清理数据 python_在python中使用熊猫清理数据

清理数据 python

In this post, we will be using the Pandas library with Python to demonstrate how to clean the real-world data so that it is ready-to-be-used for any processing task. Frankly, most of the data obtained from real-world sensors contain a lot of garbage and null values. Oftentimes, data are in a format that is not supported by data analysis or machine learning algorithms. Hence data cleansing is almost always the first step in most data analytics/ML/AI jobs.

在本文中,我们将使用Pandas库和Python来演示如何清除现实世界的数据,以便随时将其用于任何处理任务。 坦白说,从现实世界的传感器获得的大多数数据都包含大量垃圾和空值。 通常,数据采用数据分析或机器学习算法不支持的格式。 因此,在大多数数据分析/ ML / AI作业中,数据清理几乎始终是第一步。

Pandas is an immensely powerful library for data manipulation. Earlier, I was a huge Matlab fan and thought that there is no match for Matlab when it comes to data analysis. But ever since I have moved to Pandas (Python actually), I hate going back to Matlab again.

Pandas是一个功能强大的数据处理库。 早些时候,我是Matlab的忠实拥护者,并认为在数据分析方面Matlab无法与之匹敌。 但是自从我搬到Pandas(实际上是Python)以来,我就讨厌再次回到Matlab。

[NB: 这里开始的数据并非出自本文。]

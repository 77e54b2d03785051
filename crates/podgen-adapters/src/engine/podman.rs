//! `podman` (or any CLI-compatible engine) driven as a child process.

use std::io::Write;
use std::process::{Command, Output, Stdio};

use tracing::{debug, instrument};

use podgen_core::{
    application::{ApplicationError, PushError, ports::ContainerEngine},
    error::PodgenResult,
};

#[derive(Debug, Clone)]
pub struct PodmanEngine {
    binary: String,
}

impl PodmanEngine {
    /// `binary` is looked up on `PATH`; `docker` works too.
    pub fn new(binary: impl Into<String>) -> Self {
        Self {
            binary: binary.into(),
        }
    }

    pub fn binary(&self) -> &str {
        &self.binary
    }

    /// Fail early when the engine cannot be started at all.
    pub fn ensure_available(&self) -> PodgenResult<()> {
        let unavailable = |reason: String| ApplicationError::EngineUnavailable {
            engine: self.binary.clone(),
            reason,
        };

        let output = Command::new(&self.binary)
            .arg("--version")
            .output()
            .map_err(|e| unavailable(e.to_string()))?;

        if output.status.success() {
            Ok(())
        } else {
            Err(unavailable(stderr_of(&output)).into())
        }
    }

    fn run(&self, args: &[&str]) -> Result<Output, PushError> {
        debug!(binary = %self.binary, ?args, "Running engine");
        Command::new(&self.binary)
            .args(args)
            .output()
            .map_err(|e| PushError::Engine {
                reason: format!("failed to run {}: {e}", self.binary),
            })
    }

    fn run_checked(&self, args: &[&str], registry: &str) -> Result<(), PushError> {
        let output = self.run(args)?;
        if output.status.success() {
            Ok(())
        } else {
            Err(classify(registry, &stderr_of(&output)))
        }
    }
}

impl ContainerEngine for PodmanEngine {
    fn image_exists(&self, image: &str) -> Result<bool, PushError> {
        let output = self.run(&["image", "exists", image])?;
        match output.status.code() {
            Some(0) => Ok(true),
            Some(1) => Ok(false),
            _ => Err(PushError::Engine {
                reason: stderr_of(&output),
            }),
        }
    }

    #[instrument(skip(self, token))]
    fn login(&self, registry: &str, username: &str, token: &str) -> Result<(), PushError> {
        let mut child = Command::new(&self.binary)
            .args(["login", "--username", username, "--password-stdin", registry])
            .stdin(Stdio::piped())
            .stdout(Stdio::null())
            .stderr(Stdio::piped())
            .spawn()
            .map_err(|e| PushError::Engine {
                reason: format!("failed to run {}: {e}", self.binary),
            })?;

        if let Some(mut stdin) = child.stdin.take() {
            stdin
                .write_all(token.as_bytes())
                .map_err(|e| PushError::Engine {
                    reason: format!("failed to pass credentials: {e}"),
                })?;
        }

        let output = child.wait_with_output().map_err(|e| PushError::Engine {
            reason: e.to_string(),
        })?;

        if output.status.success() {
            Ok(())
        } else {
            // A rejected login is an authentication failure whatever the message.
            match classify(registry, &stderr_of(&output)) {
                err @ PushError::Network { .. } => Err(err),
                other => Err(PushError::Authentication {
                    registry: registry.to_owned(),
                    reason: other.to_string(),
                }),
            }
        }
    }

    fn tag(&self, source: &str, target: &str) -> Result<(), PushError> {
        self.run_checked(&["tag", source, target], registry_of(target))
    }

    #[instrument(skip(self))]
    fn push(&self, reference: &str) -> Result<(), PushError> {
        self.run_checked(&["push", reference], registry_of(reference))
    }
}

fn stderr_of(output: &Output) -> String {
    String::from_utf8_lossy(&output.stderr).trim().to_owned()
}

fn registry_of(reference: &str) -> &str {
    reference.split('/').next().unwrap_or(reference)
}

/// Map engine stderr onto a push failure kind.
fn classify(registry: &str, stderr: &str) -> PushError {
    let lower = stderr.to_ascii_lowercase();
    let has = |needles: &[&str]| needles.iter().any(|n| lower.contains(n));

    if has(&["unauthorized", "authentication required", "denied", "invalid username"]) {
        PushError::Authentication {
            registry: registry.to_owned(),
            reason: stderr.to_owned(),
        }
    } else if has(&["image not known", "no such image", "does not exist"]) {
        PushError::ImageNotFound {
            image: stderr.to_owned(),
        }
    } else if has(&[
        "connection refused",
        "connection reset",
        "no such host",
        "timeout",
        "timed out",
        "network is unreachable",
    ]) {
        PushError::Network {
            reason: stderr.to_owned(),
        }
    } else {
        PushError::Engine {
            reason: stderr.to_owned(),
        }
    }
}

Anyways, keep Matlab aside now, and let’s begin with Pandas.

无论如何,现在就把Matlab放在一边,让我们从熊猫开始吧。

The data that I will be using is the real-world call data record (CDR) that was made public by Telecom Italia as part of a Big Data competition in 2014. You can find and download the complete dataset here (I should warn that this is a very huge data set. Each file is over 300 MB, and there are 62 files in total — one file per day). I am sharing one file only that I will be using in this blog via my google drive. Click here to get that file.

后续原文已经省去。